Phase diagrams are consulted when materials are attacked by corrosion. They 
predict the temperature at which freezing or melting begins or ends. Phase 
diagrams differentiate the critical point, triple point, normal boiling point, etc of 

some substances.

Examples

• Zn-Fe based high-order phase diagrams have found a wide range of 
applications in continuous galvanizing. 
• The Zn-rich corner of the Zn-Fe-Al phase diagram is being used daily for 

scientific interpretation of bath assays.

In general the industrial applications of phase diagrams include alloy design, 

processing, and performance.

Checking up 10.5

Do research and explain different applications of phase diagrams.

10.6. End unit assessment

1. At pressures lower than triple point, water cannot exist as liquid, 
       regardless of the temperature.
      a. True                                    b) False

2. The melting point of water decreases as the pressure is augmented 
       because water contracts on freezing.
     a. True                                  b) False

3. The melting point of carbon dioxide increases as the pressure is raised 
     because carbon dioxide expands on freezing.
     a). True                                                  b). False

4. Use the following phase diagram of water to answer the questions 
     related:
a. At a pressure of 1atmosphere, what is the normal freezing point of 
    water?
b. What is the normal boiling point of water, at 1atmosphere of water?

c.
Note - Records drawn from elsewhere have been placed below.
use std::sync::{Arc, Mutex};

use axum::body::Body;
use axum::http::{HeaderMap, Response, StatusCode, header};
use futures_util::StreamExt;
use serde_json::Value;
use tracing::warn;

use crate::interpret::{self, ApiFamily};
use crate::logging::{JsonlLogger, LogEvent, OutputRecord};

use super::{ProxyService, apply_upstream_headers};

#[derive(Default)]
struct StreamCapture {
    buffer: Vec<u8>,
    finished: bool,
}

/// Emits the assistant output event exactly once when the forwarded stream
/// ends, errors out, or the client disconnects. Held by the chunk-mapping
/// closure so dropping the response body triggers the tail emission.
struct StreamFinalize {
    family: ApiFamily,
    max_prompt_bytes: usize,
    logger: Arc<JsonlLogger>,
    capture: Arc<Mutex<StreamCapture>>,
}

impl Drop for StreamFinalize {
    fn drop(&mut self) {
        let mut guard = match self.capture.lock() {
            Ok(guard) => guard,
            Err(_) => return,
        };
        if guard.finished {
            return;
        }
        guard.finished = true;
        let raw = std::mem::take(&mut guard.buffer);
        drop(guard);

        let (record, truncated) =
            assistant_record_from_stream(self.family, &raw, self.max_prompt_bytes);
        let logger = self.logger.clone();
        tokio::spawn(async move {
            // Best effort: the client already has its response.
            if let Err(err) = logger.write_event(LogEvent::output(record, truncated)).await {
                warn!("failed to write streamed output event: {err:#}");
            }
        });
    }
}

/// Build the logical assistant record from the accumulated stream bytes.
/// Chat streams are folded back into content + tool calls; everything else
/// (and chat streams that yielded nothing) logs the raw decoded text.
fn assistant_record_from_stream(
    family: ApiFamily,
    raw: &[u8],
    max_prompt_bytes: usize,
) -> (OutputRecord, bool) {
    let mut content: Option<Value> = None;
    let mut tool_calls: Option<Value> = None;

    if family == ApiFamily::Chat
        && let Some(reconstructed) = interpret::reconstruct_chat_stream(raw)
    {
        content = reconstructed.content.map(Value::String);
        if !reconstructed.tool_calls.is_empty() {
            tool_calls = serde_json::to_value(&reconstructed.tool_calls).ok();
        }
    }
    if content.is_none() && tool_calls.is_none() {
        content = Some(Value::String(String::from_utf8_lossy(raw).into_owned()));
    }

    let (content, truncated) =
        interpret::bound_content(content.unwrap_or(Value::Null), max_prompt_bytes);
    let record = OutputRecord {
        tool_calls,
        ..OutputRecord::new(family, content)
    };
    (record, truncated)
}

/// Forward the upstream response chunk-by-chunk while teeing every chunk
/// into an in-memory accumulator for the final log event.
pub(super) fn build_streaming_response(
    proxy: &ProxyService,
    family: ApiFamily,
    status: StatusCode,
    upstream_headers: HeaderMap,
    resp: reqwest::Response,
) -> Response<Body> {
    let capture = Arc::new(Mutex::new(StreamCapture::default()));
    let finalize = StreamFinalize {
        family,
        max_prompt_bytes: proxy.config.logging.max_prompt_bytes as usize,
        logger: proxy.logger.clone(),
        capture: capture.clone(),
    };

    let stream = resp.bytes_stream().map(move |item| {
        let _finalize = &finalize;
        match item {
            Ok(chunk) => {
                if let Ok(mut guard) = capture.lock() {
                    guard.buffer.extend_from_slice(&chunk);
                }
                Ok(chunk)
            }
            Err(err) => {
                warn!("upstream stream error: {err}");
                Err(err)
            }
        }
    });

    let mut builder = Response::builder().status(status);
    if let Some(content_type) = upstream_headers.get(header::CONTENT_TYPE) {
        builder = builder.header(header::CONTENT_TYPE, content_type.clone());
    }
    let mut response = builder.body(Body::from_stream(stream)).unwrap();
    apply_upstream_headers(response.headers_mut(), &upstream_headers);
    response
}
In Karisimbi, we live approximately 5,500 feet above sea level, which 
     means the normal atmospheric pressure is less than 1atm. In Karisimbi, 
     will water freeze at a lower temperature or a higher temperature than 
    at 1atmosphere?
d. Will water boil at a higher or lower temperature, than at 1atmosphere?

5. If we shake a carbon dioxide fire extinguisher on a cool day , we 
    can hear liquid  sloshing around inside the cylinder. However, the 
    cylinder appears to contain no liquid on a sweltering day,      
    Explain these observations.

6. Observe the diagram below and answer the related question.

                     

a. Explain what is labeled in the parts X, Y, Z, C and T
b. Would the substance represented on this graph contract or expand when 
    it was frozen? Explain your answer.
c. Describe what will happen to Y if the temperature is increased at constant 
     pressure.
d. Explain what will happen to X if the pressure is much lowered at constant 
     temperature.

7. The diagram below shows the variation of vapor pressure with temperature 

    for pure substance.

                

a. What sections represent liquid, gas, solid phases?
b. What letter represents the triple point? Give the definition of the triple 
    point.
c. What is the substance‘s normal boiling and melting point?
d. Above which temperature it is not possible to liquefy the gas of the 
     substance, no matter how much pressure is applied?
e. At a constant temperature, what would you do to cause this substance 

    to change from the liquid phase to the solid phase?